§ **Brief**:
Among the entries below, tally each line in which the word "await" is found, then state the tally alone.

Stored data:
╭──

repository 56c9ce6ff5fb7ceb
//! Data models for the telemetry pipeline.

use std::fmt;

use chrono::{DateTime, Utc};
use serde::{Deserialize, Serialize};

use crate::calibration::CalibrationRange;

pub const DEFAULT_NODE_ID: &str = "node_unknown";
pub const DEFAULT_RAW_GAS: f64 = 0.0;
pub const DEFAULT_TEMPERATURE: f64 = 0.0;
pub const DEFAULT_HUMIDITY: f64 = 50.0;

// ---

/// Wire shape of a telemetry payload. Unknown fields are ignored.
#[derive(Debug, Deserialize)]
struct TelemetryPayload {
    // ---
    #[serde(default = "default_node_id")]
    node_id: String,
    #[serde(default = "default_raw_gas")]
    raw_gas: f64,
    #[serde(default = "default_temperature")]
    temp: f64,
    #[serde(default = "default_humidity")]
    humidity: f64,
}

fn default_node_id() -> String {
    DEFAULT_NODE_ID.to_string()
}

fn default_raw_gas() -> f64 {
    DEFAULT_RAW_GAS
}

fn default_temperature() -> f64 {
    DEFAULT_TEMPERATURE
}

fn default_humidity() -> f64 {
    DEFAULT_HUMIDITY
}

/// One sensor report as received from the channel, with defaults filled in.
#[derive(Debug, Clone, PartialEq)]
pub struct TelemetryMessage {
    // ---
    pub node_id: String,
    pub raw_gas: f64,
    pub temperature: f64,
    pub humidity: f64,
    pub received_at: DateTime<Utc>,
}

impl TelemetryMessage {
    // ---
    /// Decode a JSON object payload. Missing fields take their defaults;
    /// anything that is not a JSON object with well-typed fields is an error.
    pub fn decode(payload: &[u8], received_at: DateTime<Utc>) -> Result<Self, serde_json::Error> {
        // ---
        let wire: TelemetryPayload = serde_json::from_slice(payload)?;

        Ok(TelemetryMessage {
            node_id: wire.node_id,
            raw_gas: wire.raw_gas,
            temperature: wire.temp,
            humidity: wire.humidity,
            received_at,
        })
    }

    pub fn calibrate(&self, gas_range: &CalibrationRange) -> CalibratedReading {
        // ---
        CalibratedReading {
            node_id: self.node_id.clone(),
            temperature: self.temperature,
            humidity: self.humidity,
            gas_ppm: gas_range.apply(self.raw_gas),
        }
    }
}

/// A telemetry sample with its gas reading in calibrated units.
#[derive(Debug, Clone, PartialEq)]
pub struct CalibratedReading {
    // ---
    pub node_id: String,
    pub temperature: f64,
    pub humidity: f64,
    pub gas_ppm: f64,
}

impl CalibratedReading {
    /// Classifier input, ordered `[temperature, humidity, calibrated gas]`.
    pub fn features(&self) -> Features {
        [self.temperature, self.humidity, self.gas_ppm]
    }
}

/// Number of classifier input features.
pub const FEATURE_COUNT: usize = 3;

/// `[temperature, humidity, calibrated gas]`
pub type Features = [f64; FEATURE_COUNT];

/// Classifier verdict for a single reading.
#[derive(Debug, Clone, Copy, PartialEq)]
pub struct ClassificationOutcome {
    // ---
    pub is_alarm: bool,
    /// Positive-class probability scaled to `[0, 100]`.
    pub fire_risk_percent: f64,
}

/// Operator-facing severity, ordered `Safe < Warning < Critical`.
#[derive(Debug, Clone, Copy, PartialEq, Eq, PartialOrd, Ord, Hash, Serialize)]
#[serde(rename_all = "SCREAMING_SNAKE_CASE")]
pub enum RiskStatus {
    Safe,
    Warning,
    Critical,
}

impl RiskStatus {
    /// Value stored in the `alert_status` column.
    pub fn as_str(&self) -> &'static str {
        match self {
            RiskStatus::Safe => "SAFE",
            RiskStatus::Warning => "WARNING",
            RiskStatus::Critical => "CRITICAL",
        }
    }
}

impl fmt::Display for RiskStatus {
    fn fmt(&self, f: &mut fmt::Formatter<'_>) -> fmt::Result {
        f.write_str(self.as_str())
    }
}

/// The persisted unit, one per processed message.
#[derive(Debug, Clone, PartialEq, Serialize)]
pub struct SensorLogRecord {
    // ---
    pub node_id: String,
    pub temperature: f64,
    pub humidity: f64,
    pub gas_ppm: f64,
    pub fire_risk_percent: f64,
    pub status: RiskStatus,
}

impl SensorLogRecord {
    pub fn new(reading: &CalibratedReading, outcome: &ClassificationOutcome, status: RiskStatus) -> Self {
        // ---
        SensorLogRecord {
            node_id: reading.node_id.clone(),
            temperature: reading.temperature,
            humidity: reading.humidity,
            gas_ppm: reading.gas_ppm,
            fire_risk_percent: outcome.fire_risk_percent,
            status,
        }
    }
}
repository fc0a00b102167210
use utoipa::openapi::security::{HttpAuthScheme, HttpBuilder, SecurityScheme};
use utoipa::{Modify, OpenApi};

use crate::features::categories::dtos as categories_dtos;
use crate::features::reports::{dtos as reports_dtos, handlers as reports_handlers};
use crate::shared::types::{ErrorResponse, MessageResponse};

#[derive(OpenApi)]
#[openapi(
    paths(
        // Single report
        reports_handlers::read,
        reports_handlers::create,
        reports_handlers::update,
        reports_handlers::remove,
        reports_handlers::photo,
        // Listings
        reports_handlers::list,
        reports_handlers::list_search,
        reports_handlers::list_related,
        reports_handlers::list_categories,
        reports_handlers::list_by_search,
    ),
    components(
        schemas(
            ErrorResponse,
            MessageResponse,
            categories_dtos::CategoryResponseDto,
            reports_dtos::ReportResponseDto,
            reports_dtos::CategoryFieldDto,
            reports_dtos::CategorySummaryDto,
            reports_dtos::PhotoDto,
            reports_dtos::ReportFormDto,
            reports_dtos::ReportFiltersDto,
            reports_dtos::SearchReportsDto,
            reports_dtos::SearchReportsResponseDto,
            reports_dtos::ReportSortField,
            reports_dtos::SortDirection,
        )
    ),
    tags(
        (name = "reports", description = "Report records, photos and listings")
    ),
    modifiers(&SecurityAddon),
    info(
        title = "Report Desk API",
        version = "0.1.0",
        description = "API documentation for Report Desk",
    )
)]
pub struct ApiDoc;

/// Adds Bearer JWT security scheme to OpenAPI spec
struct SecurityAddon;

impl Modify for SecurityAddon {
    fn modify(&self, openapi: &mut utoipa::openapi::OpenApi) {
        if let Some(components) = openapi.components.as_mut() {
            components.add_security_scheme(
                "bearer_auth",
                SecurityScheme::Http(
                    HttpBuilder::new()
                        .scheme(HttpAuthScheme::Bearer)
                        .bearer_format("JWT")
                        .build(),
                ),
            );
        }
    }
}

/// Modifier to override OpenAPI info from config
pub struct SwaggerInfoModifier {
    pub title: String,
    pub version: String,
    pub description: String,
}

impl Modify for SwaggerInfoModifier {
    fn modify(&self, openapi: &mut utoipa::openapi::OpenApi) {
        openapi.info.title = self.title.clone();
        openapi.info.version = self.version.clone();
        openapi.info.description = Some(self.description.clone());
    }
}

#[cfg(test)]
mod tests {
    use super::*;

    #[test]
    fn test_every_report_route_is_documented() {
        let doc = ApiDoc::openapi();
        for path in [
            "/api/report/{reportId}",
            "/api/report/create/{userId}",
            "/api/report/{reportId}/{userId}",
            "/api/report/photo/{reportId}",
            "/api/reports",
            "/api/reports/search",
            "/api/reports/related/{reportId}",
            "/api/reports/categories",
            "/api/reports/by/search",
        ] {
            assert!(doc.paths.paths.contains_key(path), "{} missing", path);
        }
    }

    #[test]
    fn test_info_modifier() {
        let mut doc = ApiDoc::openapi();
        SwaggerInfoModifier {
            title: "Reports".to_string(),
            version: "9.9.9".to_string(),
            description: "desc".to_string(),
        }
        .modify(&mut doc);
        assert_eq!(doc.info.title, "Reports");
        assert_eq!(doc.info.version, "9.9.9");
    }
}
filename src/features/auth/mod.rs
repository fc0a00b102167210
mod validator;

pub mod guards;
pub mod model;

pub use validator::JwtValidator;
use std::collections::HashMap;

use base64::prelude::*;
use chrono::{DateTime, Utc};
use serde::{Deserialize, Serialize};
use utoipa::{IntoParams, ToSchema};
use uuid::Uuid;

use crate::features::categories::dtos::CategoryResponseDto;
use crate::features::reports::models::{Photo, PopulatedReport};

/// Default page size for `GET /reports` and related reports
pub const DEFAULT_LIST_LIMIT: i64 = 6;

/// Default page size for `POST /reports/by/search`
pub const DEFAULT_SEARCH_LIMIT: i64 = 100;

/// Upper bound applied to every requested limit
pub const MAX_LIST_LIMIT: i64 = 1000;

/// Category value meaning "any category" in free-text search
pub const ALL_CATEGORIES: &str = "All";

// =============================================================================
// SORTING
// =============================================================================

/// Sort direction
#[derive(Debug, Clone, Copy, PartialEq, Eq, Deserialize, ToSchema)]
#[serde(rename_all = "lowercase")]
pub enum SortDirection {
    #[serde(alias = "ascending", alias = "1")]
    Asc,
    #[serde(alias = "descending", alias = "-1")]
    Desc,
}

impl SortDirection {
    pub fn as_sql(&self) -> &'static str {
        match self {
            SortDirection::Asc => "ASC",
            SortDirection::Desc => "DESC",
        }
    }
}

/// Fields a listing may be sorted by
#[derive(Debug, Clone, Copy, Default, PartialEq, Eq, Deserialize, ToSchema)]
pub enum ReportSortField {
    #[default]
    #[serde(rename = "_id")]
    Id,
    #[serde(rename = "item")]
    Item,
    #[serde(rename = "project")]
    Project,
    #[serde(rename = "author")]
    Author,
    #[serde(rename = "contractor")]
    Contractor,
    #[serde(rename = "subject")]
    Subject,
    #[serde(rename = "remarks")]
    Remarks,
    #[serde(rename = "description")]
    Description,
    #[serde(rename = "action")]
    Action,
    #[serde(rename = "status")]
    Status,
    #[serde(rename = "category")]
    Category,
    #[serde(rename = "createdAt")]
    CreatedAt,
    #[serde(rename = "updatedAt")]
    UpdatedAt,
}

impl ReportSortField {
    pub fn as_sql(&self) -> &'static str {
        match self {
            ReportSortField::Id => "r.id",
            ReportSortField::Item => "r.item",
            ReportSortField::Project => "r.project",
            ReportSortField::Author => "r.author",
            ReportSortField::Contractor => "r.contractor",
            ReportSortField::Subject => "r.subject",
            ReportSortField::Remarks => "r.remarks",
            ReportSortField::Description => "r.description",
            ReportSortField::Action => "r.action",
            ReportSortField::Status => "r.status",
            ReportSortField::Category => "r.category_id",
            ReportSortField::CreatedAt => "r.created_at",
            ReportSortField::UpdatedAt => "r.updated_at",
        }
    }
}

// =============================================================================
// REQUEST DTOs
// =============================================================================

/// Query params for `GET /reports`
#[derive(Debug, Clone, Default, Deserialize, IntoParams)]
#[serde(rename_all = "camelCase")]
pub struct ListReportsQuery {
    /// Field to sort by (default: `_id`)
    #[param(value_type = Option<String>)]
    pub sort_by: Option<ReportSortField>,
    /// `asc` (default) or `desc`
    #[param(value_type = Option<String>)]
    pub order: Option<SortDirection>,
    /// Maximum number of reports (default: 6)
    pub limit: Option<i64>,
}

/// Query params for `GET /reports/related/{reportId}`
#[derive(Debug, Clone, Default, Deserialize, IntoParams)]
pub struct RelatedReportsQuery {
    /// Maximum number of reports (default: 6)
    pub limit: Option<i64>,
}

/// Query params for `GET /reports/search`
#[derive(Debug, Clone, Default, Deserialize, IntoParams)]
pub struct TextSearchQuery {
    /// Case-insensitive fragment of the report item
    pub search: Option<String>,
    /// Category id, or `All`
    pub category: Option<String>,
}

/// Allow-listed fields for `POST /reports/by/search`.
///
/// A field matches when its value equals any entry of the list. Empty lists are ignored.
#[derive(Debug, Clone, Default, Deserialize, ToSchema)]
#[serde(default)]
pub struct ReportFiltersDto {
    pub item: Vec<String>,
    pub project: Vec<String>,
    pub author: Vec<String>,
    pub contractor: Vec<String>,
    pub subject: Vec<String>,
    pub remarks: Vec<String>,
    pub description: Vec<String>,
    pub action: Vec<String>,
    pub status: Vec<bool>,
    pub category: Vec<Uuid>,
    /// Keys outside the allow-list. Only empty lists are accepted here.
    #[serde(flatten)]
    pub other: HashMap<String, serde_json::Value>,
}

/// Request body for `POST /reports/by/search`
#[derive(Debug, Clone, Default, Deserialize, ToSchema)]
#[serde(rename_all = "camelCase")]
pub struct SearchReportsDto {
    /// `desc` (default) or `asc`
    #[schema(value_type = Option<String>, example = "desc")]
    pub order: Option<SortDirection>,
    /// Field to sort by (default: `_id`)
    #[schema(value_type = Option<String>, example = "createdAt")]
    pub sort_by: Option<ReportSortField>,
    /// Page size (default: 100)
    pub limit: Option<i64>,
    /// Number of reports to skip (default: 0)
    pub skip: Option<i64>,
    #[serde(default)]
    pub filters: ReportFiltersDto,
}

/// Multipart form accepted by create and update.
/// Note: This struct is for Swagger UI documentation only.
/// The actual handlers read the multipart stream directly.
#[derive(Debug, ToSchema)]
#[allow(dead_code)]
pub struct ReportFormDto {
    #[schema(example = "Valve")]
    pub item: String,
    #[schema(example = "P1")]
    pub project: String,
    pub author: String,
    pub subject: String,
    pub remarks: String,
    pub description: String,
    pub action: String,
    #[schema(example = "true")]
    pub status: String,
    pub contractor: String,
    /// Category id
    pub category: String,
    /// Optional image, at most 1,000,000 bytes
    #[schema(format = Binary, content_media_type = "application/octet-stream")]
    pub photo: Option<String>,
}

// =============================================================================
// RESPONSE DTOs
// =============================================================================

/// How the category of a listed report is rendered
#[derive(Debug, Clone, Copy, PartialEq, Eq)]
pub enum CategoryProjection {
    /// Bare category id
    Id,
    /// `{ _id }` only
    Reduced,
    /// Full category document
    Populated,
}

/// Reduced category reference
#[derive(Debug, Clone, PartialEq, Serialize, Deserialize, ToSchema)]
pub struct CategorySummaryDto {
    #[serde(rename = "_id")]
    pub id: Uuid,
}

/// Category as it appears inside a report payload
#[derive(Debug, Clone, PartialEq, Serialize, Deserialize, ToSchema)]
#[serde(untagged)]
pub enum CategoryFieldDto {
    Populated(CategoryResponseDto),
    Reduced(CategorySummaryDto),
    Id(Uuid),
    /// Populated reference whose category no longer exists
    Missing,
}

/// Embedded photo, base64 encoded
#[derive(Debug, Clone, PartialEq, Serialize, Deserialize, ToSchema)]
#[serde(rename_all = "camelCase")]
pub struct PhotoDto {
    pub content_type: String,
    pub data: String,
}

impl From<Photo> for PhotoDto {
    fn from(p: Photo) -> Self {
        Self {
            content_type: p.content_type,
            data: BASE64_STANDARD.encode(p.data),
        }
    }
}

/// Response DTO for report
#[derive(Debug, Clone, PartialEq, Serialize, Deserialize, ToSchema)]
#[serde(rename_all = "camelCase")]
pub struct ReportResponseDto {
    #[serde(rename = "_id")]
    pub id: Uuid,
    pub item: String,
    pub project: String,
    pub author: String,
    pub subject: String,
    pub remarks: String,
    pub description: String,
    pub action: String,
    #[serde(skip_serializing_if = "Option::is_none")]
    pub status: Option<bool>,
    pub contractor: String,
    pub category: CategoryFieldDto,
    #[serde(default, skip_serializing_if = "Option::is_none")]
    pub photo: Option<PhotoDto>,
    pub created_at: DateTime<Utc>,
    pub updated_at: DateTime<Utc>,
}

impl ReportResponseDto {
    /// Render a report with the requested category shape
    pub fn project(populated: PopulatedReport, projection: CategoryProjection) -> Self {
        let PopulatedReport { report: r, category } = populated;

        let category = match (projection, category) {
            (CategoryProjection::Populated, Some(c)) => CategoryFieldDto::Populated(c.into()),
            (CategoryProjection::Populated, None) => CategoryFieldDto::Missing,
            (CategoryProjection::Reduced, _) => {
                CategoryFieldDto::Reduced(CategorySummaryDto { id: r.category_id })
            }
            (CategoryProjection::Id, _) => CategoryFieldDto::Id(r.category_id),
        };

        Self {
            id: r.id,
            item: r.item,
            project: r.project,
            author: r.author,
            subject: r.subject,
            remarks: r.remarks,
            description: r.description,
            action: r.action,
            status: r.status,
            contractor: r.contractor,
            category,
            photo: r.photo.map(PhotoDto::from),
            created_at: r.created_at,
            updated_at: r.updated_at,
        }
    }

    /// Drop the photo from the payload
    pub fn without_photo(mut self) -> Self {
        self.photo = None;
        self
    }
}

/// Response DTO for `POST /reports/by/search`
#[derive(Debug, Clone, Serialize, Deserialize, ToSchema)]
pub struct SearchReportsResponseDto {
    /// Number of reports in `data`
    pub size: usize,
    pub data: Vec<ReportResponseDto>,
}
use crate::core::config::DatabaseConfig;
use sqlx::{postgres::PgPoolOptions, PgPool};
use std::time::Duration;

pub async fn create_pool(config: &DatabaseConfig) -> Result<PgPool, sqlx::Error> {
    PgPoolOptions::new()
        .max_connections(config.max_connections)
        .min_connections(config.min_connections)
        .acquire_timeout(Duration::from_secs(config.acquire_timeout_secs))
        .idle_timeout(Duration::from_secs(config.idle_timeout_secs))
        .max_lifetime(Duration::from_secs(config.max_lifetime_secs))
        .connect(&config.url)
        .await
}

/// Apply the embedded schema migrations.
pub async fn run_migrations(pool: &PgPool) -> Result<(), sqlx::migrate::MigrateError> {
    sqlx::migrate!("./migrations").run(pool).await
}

╰──

§ **Your response**:
2